╭─ Data for analysis
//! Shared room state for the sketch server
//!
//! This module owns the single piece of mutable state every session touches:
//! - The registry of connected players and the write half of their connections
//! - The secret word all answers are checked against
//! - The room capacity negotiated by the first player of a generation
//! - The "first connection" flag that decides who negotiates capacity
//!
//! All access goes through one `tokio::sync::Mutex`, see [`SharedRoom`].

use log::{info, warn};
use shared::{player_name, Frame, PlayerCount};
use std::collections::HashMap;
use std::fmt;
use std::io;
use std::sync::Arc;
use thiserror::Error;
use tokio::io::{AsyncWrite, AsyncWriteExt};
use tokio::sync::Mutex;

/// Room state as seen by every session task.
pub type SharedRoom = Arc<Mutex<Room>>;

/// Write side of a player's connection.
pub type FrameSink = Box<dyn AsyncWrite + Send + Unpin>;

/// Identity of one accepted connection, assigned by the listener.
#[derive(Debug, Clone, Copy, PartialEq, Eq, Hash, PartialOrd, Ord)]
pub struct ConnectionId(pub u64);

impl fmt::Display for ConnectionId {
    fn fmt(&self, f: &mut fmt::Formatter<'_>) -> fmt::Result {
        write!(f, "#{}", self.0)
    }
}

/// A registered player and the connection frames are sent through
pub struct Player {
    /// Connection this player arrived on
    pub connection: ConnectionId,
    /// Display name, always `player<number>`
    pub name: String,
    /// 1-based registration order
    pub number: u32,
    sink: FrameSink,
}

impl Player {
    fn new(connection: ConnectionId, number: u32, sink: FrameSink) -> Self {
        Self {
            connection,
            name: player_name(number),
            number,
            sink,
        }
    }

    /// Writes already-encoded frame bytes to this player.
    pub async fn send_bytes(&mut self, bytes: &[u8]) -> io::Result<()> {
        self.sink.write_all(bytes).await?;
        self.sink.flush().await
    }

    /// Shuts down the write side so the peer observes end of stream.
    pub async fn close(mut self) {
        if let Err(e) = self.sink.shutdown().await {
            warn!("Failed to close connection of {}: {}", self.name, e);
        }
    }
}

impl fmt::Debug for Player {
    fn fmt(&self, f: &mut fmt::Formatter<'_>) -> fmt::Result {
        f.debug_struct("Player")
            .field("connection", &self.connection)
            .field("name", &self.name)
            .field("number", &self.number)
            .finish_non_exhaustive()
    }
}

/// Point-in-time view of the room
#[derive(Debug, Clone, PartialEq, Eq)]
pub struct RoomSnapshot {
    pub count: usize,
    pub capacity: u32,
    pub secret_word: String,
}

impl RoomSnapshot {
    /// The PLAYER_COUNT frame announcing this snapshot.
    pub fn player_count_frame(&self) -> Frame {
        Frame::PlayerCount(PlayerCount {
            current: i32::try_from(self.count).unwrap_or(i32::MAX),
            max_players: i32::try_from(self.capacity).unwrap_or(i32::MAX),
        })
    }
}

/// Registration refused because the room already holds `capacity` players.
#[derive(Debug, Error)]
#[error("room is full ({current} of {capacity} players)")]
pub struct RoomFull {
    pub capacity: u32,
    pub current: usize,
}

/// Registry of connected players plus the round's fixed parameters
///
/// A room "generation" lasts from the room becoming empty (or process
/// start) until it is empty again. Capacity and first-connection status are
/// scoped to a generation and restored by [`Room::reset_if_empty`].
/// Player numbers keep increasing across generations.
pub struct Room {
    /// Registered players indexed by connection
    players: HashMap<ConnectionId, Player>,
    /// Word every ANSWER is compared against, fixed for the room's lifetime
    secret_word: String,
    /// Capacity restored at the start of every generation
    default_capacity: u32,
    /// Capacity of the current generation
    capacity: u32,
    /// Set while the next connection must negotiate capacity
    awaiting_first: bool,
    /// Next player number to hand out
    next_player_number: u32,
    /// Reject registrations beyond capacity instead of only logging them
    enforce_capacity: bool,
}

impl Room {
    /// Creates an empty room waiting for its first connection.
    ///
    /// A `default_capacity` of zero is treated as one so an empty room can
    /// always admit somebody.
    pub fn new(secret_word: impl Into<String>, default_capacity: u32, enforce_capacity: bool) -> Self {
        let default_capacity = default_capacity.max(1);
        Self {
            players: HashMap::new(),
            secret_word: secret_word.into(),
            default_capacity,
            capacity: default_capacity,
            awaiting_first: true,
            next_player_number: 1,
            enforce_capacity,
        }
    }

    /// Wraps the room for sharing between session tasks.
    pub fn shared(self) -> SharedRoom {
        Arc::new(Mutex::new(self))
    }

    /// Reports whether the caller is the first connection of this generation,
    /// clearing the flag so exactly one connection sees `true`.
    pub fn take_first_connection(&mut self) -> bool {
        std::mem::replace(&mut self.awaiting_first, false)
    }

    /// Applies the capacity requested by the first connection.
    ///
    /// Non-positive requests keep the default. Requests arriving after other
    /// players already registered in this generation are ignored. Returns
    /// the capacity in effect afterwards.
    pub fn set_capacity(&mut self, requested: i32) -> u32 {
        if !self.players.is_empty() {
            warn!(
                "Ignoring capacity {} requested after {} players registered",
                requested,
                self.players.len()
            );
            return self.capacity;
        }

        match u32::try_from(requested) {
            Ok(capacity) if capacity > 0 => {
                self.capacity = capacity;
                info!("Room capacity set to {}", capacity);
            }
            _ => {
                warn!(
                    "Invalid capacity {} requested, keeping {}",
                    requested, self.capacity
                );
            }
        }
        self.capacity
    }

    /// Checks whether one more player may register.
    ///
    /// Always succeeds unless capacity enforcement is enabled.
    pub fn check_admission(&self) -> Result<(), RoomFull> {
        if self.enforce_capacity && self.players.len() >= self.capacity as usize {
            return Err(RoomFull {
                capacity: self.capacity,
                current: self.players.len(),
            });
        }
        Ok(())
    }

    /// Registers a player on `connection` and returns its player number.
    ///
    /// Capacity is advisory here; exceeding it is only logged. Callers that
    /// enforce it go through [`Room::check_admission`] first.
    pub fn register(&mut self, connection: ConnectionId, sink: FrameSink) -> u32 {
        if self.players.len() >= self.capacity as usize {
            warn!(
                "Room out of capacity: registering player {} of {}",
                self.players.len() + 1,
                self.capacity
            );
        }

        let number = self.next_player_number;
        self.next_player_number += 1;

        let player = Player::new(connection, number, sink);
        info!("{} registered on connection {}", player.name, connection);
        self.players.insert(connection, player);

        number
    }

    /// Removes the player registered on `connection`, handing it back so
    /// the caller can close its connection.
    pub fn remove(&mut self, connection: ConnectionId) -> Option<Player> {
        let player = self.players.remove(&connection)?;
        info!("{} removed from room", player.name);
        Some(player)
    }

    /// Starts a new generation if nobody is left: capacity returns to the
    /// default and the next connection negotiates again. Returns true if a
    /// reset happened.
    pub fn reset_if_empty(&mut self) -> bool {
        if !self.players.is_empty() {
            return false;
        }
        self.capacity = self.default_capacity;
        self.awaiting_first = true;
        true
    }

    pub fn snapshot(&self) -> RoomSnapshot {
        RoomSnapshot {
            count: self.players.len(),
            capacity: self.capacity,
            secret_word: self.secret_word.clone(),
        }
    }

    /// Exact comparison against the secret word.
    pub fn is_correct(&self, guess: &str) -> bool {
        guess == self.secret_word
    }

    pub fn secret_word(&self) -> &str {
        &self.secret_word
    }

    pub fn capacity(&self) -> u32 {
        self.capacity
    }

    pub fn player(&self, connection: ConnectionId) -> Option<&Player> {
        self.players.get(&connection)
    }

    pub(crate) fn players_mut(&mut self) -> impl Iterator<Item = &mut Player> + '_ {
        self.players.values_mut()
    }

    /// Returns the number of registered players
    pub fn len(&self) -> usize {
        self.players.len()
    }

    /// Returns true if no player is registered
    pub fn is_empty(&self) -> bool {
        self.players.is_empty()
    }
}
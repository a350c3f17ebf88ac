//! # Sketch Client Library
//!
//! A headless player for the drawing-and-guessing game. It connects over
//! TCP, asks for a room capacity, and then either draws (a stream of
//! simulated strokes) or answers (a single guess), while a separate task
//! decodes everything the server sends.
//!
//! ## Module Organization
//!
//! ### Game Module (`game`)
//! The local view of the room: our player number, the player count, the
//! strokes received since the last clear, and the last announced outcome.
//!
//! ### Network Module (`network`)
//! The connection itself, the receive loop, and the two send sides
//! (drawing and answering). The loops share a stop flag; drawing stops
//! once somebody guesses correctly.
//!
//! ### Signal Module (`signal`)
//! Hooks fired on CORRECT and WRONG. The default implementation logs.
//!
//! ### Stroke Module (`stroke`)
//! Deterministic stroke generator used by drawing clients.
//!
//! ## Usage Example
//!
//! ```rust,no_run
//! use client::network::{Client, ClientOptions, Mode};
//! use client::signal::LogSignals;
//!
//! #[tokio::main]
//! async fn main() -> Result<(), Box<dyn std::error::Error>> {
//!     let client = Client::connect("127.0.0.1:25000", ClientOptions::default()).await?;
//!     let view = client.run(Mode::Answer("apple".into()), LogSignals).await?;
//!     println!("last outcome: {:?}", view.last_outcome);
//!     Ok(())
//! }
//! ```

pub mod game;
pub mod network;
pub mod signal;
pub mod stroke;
╰─
In the entries above, find each line that has the word "only". Copy it.

Response to the task:
    /// Reject registrations beyond capacity instead of only logging them
    /// Capacity is advisory here; exceeding it is only logged. Callers that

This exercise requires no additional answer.